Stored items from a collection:
━━━
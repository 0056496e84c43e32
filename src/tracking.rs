// src/tracking.rs - Turns raw engine output into smoothed, world-stable hands
use crate::filter::{OneEuroFilter, OneEuroFilterVec3, OneEuroSettings};
use crate::hand::{GestureInfo, HandInfo, LeftOrRightHand, HAND_COUNT, JOINT_COUNT};
use crate::orientation::{finger_joint_rotation, OrientationCompensator};
use nalgebra::{Point3, UnitQuaternion, Vector3};
use tracing::debug;

const MIN_DEPTH: f32 = 0.1;
const MAX_DEPTH: f32 = 1.0;
/// Scale applied to the metric world z before it is used as a viewport offset.
const WORLD_Z_SCALE: f32 = 0.3;

#[derive(Debug, Clone)]
pub struct TrackerConfig {
    pub filter: OneEuroSettings,
    pub smoothing_enabled: bool,
}

impl Default for TrackerConfig {
    fn default() -> Self {
        Self {
            filter: OneEuroSettings::default(),
            smoothing_enabled: true,
        }
    }
}

/// Stable state of one hand slot, ready for rendering or export.
#[derive(Debug, Clone, PartialEq)]
pub struct StableHand {
    pub side: LeftOrRightHand,
    pub is_tracked: bool,
    pub depth: f32,
    pub joints: [Point3<f32>; JOINT_COUNT],
    pub rotations: [UnitQuaternion<f32>; JOINT_COUNT],
    pub gesture: GestureInfo,
}

impl StableHand {
    fn empty(slot: usize) -> Self {
        let side = if slot == 0 {
            LeftOrRightHand::Left
        } else {
            LeftOrRightHand::Right
        };
        Self {
            side,
            is_tracked: false,
            depth: MIN_DEPTH,
            joints: [Point3::origin(); JOINT_COUNT],
            rotations: [UnitQuaternion::identity(); JOINT_COUNT],
            gesture: GestureInfo::default(),
        }
    }

    pub fn palm_center(&self) -> Point3<f32> {
        center_of(&self.joints)
    }
}

pub fn center_of(points: &[Point3<f32>]) -> Point3<f32> {
    if points.is_empty() {
        return Point3::origin();
    }
    let sum = points.iter().fold(Vector3::zeros(), |acc, p| acc + p.coords);
    Point3::from(sum / points.len() as f32)
}

struct SlotFilters {
    joints: Vec<OneEuroFilterVec3>,
    depth: OneEuroFilter,
}

impl SlotFilters {
    fn new(settings: OneEuroSettings) -> Self {
        Self {
            joints: (0..JOINT_COUNT).map(|_| OneEuroFilterVec3::new(settings)).collect(),
            depth: OneEuroFilter::new(settings),
        }
    }

    fn reset(&mut self) {
        self.joints.iter_mut().for_each(OneEuroFilterVec3::reset);
        self.depth.reset();
    }

    fn update_settings(&mut self, settings: OneEuroSettings) {
        for filter in &mut self.joints {
            filter.update_settings(settings);
        }
        self.depth.update_settings(settings);
    }
}

/// Hand Tracking Result consumer: one set of filters per hand slot.
pub struct HandTracker {
    config: TrackerConfig,
    filters: Vec<SlotFilters>,
    hands: [StableHand; HAND_COUNT],
}

impl HandTracker {
    pub fn new(config: TrackerConfig) -> Self {
        let filters = (0..HAND_COUNT).map(|_| SlotFilters::new(config.filter)).collect();
        Self {
            config,
            filters,
            hands: [StableHand::empty(0), StableHand::empty(1)],
        }
    }

    pub fn config(&self) -> &TrackerConfig {
        &self.config
    }

    pub fn hands(&self) -> &[StableHand; HAND_COUNT] {
        &self.hands
    }

    pub fn hand(&self, side: LeftOrRightHand) -> Option<&StableHand> {
        side.slot().map(|slot| &self.hands[slot])
    }

    pub fn smoothing_enabled(&self) -> bool {
        self.config.smoothing_enabled
    }

    pub fn set_smoothing_enabled(&mut self, enabled: bool) {
        self.config.smoothing_enabled = enabled;
        if !enabled {
            self.filters.iter_mut().for_each(SlotFilters::reset);
        }
    }

    pub fn update_settings(&mut self, settings: OneEuroSettings) {
        self.config.filter = settings;
        for slot in &mut self.filters {
            slot.update_settings(settings);
        }
    }

    /// Remaps the user-facing 0-1 smoothing value onto the filter beta.
    pub fn set_smoothing(&mut self, smoothing: f32) {
        let settings = self.config.filter.with_smoothing(smoothing);
        self.update_settings(settings);
    }

    /// Folds one engine result into the stable state. `timestamp` is in
    /// seconds on any monotonic clock.
    pub fn update(
        &mut self,
        raw: &[HandInfo; HAND_COUNT],
        compensator: &OrientationCompensator,
        timestamp: f64,
    ) -> &[StableHand; HAND_COUNT] {
        for (slot, hand) in raw.iter().enumerate() {
            self.update_slot(slot, hand, compensator, timestamp);
        }
        &self.hands
    }

    fn update_slot(
        &mut self,
        slot: usize,
        hand: &HandInfo,
        compensator: &OrientationCompensator,
        timestamp: f64,
    ) {
        let smoothing = self.config.smoothing_enabled;
        let filters = &mut self.filters[slot];
        let stable = &mut self.hands[slot];
        stable.gesture = hand.gesture_info;

        if !hand.is_valid() {
            if stable.is_tracked {
                debug!(slot, "Hand lost");
            }
            stable.is_tracked = false;
            return;
        }
        if !stable.is_tracked {
            debug!(slot, "Hand acquired");
            filters.reset();
        }
        stable.is_tracked = true;

        let info = &hand.tracking_info;
        let depth = info.depth_estimation.clamp(MIN_DEPTH, MAX_DEPTH);
        stable.depth = if smoothing {
            filters.depth.filter(f64::from(depth), Some(timestamp)) as f32
        } else {
            depth
        };

        for joint in 0..JOINT_COUNT {
            let image = info.skeleton.joint_positions[joint];
            let world_z = info.world_skeleton.joint_positions[joint].z * WORLD_Z_SCALE;
            let point = Vector3::new(image.x, image.y, world_z);
            let world = compensator.position_with_depth(point, stable.depth);
            stable.joints[joint] = if smoothing {
                Point3::from(filters.joints[joint].filter(world.coords, Some(timestamp)))
            } else {
                world
            };
        }

        if info.skeleton.confidence != 0.0 {
            let hand_rotation = compensator.hand_rotation(hand);
            stable.rotations[0] = hand_rotation;
            for joint in 1..JOINT_COUNT {
                stable.rotations[joint] = hand_rotation * finger_joint_rotation(hand, joint);
            }
        }
    }

    /// Marks both slots untracked, e.g. after a pause.
    pub fn clear(&mut self) {
        for hand in &mut self.hands {
            hand.is_tracked = false;
        }
        self.filters.iter_mut().for_each(SlotFilters::reset);
    }
}

impl Default for HandTracker {
    fn default() -> Self {
        Self::new(TrackerConfig::default())
    }
}

#[cfg(test)]
mod tests {
    use super::*;
    use crate::hand::{Quat, Vec3};
    use crate::orientation::ViewCamera;
    use crate::session::Orientation;

    fn compensator() -> OrientationCompensator {
        let mut c = OrientationCompensator::new(ViewCamera::new(480, 640, 60.0), true);
        c.update_borders(Orientation::Portrait, 480, 640);
        c
    }

    fn hand_at(x: f32, y: f32, depth: f32) -> HandInfo {
        let mut hand = HandInfo::default();
        hand.gesture_info.left_right_hand = 0;
        let info = &mut hand.tracking_info;
        info.skeleton.confidence = 1.0;
        info.depth_estimation = depth;
        for joint in 0..JOINT_COUNT {
            info.skeleton.joint_positions[joint] = Vec3::new(x, y, 0.0);
        }
        hand
    }

    #[test]
    fn invalid_hands_are_untracked() {
        let mut tracker = HandTracker::default();
        let raw = [HandInfo::default(); HAND_COUNT];
        let hands = tracker.update(&raw, &compensator(), 0.0);
        assert!(hands.iter().all(|h| !h.is_tracked));
    }

    #[test]
    fn depth_is_clamped() {
        let mut tracker = HandTracker::new(TrackerConfig {
            smoothing_enabled: false,
            ..TrackerConfig::default()
        });
        let raw = [hand_at(0.5, 0.5, 0.0), HandInfo::default()];
        let hands = tracker.update(&raw, &compensator(), 0.0);
        assert!(hands[0].is_tracked);
        assert_eq!(hands[0].depth, MIN_DEPTH);

        let raw = [hand_at(0.5, 0.5, 3.0), HandInfo::default()];
        assert_eq!(tracker.update(&raw, &compensator(), 0.1)[0].depth, MAX_DEPTH);
    }

    #[test]
    fn center_joint_projects_onto_view_axis() {
        let mut tracker = HandTracker::default();
        let raw = [hand_at(0.5, 0.5, 0.5), HandInfo::default()];
        let hands = tracker.update(&raw, &compensator(), 0.0);
        let wrist = hands[0].joints[0];
        assert!(wrist.x.abs() < 1e-5);
        assert!(wrist.y.abs() < 1e-5);
        assert!((wrist.z - 0.5).abs() < 1e-5);
    }

    #[test]
    fn smoothing_damps_a_jump() {
        let mut tracker = HandTracker::default();
        let c = compensator();
        tracker.update(&[hand_at(0.5, 0.5, 0.5), HandInfo::default()], &c, 0.0);
        let before = tracker.hands()[0].joints[0];
        let hands = tracker.update(&[hand_at(0.9, 0.5, 0.5), HandInfo::default()], &c, 1.0 / 30.0);
        let raw_target = c.position_with_depth(Vector3::new(0.9, 0.5, 0.0), 0.5);
        let moved = hands[0].joints[0].x - before.x;
        assert!(moved > 0.0);
        assert!(moved < raw_target.x - before.x);
    }

    #[test]
    fn reacquired_hand_is_not_smoothed_across_the_gap() {
        let mut tracker = HandTracker::default();
        let c = compensator();
        tracker.update(&[hand_at(0.2, 0.5, 0.5), HandInfo::default()], &c, 0.0);
        tracker.update(&[HandInfo::default(), HandInfo::default()], &c, 0.1);
        let hands = tracker.update(&[hand_at(0.8, 0.5, 0.5), HandInfo::default()], &c, 0.2);
        let expected = c.position_with_depth(Vector3::new(0.8, 0.5, 0.0), 0.5);
        assert!((hands[0].joints[0] - expected).norm() < 1e-4);
    }

    #[test]
    fn rotations_need_confidence_and_default_to_identity_on_nan() {
        let mut tracker = HandTracker::default();
        let mut hand = hand_at(0.5, 0.5, 0.5);
        hand.tracking_info.world_skeleton.joint_rotations = [Quat::new(f32::NAN, 0.0, 0.0, 1.0); JOINT_COUNT];
        let hands = tracker.update(&[hand, HandInfo::default()], &compensator(), 0.0);
        for rotation in &hands[0].rotations {
            assert!(rotation.angle().is_finite());
        }
    }

    #[test]
    fn center_of_points() {
        let points = [Point3::new(0.0, 0.0, 0.0), Point3::new(2.0, 4.0, 6.0)];
        assert_eq!(center_of(&points), Point3::new(1.0, 2.0, 3.0));
        assert_eq!(center_of(&[]), Point3::origin());
    }
}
━━━
Every line of the records above where the string "image" is found should be copied.

            let image = info.skeleton.joint_positions[joint];
            let point = Vector3::new(image.x, image.y, world_z);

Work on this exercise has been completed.